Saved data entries
Content starts
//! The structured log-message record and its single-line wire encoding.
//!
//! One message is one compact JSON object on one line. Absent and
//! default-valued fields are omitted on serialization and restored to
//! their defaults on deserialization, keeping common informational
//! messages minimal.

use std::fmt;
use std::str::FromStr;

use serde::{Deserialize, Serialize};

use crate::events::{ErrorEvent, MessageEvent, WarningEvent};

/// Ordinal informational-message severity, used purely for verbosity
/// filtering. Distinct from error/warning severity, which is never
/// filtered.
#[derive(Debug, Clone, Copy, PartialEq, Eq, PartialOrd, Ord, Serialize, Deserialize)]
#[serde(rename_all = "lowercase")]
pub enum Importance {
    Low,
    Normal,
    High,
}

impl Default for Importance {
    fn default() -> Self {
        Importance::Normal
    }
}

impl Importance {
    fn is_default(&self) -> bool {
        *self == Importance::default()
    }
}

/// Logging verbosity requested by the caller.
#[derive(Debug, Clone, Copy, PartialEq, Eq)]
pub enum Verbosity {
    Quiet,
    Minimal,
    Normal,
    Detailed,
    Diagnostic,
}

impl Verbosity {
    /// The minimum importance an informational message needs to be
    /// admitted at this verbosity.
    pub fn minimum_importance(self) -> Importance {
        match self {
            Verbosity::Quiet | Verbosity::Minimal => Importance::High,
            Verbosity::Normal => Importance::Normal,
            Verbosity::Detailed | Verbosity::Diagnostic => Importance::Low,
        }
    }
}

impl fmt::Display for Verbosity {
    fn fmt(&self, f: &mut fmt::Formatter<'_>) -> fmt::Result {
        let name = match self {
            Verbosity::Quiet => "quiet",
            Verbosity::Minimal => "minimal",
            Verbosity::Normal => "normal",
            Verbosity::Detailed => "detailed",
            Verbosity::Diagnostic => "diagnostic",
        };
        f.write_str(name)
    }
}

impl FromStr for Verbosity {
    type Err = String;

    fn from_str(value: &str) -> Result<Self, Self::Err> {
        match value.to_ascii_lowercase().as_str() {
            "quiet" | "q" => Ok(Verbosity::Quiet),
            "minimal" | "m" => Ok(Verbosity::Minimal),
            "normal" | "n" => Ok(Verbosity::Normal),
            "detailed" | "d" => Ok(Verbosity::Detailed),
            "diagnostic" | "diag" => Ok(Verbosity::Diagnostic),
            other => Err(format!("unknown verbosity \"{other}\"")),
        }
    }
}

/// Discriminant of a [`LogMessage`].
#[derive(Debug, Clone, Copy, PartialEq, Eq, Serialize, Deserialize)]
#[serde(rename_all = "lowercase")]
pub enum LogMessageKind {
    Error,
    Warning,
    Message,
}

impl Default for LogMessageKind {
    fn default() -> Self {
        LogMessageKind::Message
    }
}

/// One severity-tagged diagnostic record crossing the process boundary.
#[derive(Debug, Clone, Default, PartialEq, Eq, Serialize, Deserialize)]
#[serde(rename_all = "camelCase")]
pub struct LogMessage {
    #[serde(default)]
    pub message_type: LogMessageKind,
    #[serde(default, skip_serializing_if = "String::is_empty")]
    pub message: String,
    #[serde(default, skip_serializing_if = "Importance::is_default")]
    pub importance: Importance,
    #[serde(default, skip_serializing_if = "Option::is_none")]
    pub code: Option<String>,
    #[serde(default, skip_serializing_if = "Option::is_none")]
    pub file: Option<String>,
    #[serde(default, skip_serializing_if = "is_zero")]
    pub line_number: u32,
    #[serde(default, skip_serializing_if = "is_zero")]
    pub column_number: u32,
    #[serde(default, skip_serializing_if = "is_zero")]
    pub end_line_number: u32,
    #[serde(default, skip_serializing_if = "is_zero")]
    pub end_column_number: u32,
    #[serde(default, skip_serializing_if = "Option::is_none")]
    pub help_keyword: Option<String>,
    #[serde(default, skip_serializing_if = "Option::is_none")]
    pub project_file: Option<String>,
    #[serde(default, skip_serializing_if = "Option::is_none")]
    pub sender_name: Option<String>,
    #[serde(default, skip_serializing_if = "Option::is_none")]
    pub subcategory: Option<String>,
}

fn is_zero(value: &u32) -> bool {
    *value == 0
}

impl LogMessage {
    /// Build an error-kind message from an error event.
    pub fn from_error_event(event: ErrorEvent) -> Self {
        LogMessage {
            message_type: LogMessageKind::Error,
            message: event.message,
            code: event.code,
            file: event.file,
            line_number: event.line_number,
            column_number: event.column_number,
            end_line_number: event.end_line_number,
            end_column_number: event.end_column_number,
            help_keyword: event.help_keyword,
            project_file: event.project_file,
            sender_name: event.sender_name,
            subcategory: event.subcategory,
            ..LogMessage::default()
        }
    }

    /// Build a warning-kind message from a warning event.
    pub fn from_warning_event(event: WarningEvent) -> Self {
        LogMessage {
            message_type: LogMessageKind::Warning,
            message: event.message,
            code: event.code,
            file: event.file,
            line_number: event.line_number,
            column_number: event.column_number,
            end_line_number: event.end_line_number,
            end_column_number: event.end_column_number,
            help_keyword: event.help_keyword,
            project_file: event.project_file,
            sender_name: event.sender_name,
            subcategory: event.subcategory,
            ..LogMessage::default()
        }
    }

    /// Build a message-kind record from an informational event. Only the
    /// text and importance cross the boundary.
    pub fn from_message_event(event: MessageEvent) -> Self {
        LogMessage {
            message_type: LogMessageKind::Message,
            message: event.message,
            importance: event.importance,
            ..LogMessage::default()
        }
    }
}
Content ends
What you are asked to do: One stretch of the lines above is wanted, from the line that contains "and restored to" through the line that contains "Ord, Serialize, Deserialize)]". Output it exactly.

Written solution:
//! default-valued fields are omitted on serialization and restored to
//! their defaults on deserialization, keeping common informational
//! messages minimal.

use std::fmt;
use std::str::FromStr;

use serde::{Deserialize, Serialize};

use crate::events::{ErrorEvent, MessageEvent, WarningEvent};

/// Ordinal informational-message severity, used purely for verbosity
/// filtering. Distinct from error/warning severity, which is never
/// filtered.
#[derive(Debug, Clone, Copy, PartialEq, Eq, PartialOrd, Ord, Serialize, Deserialize)]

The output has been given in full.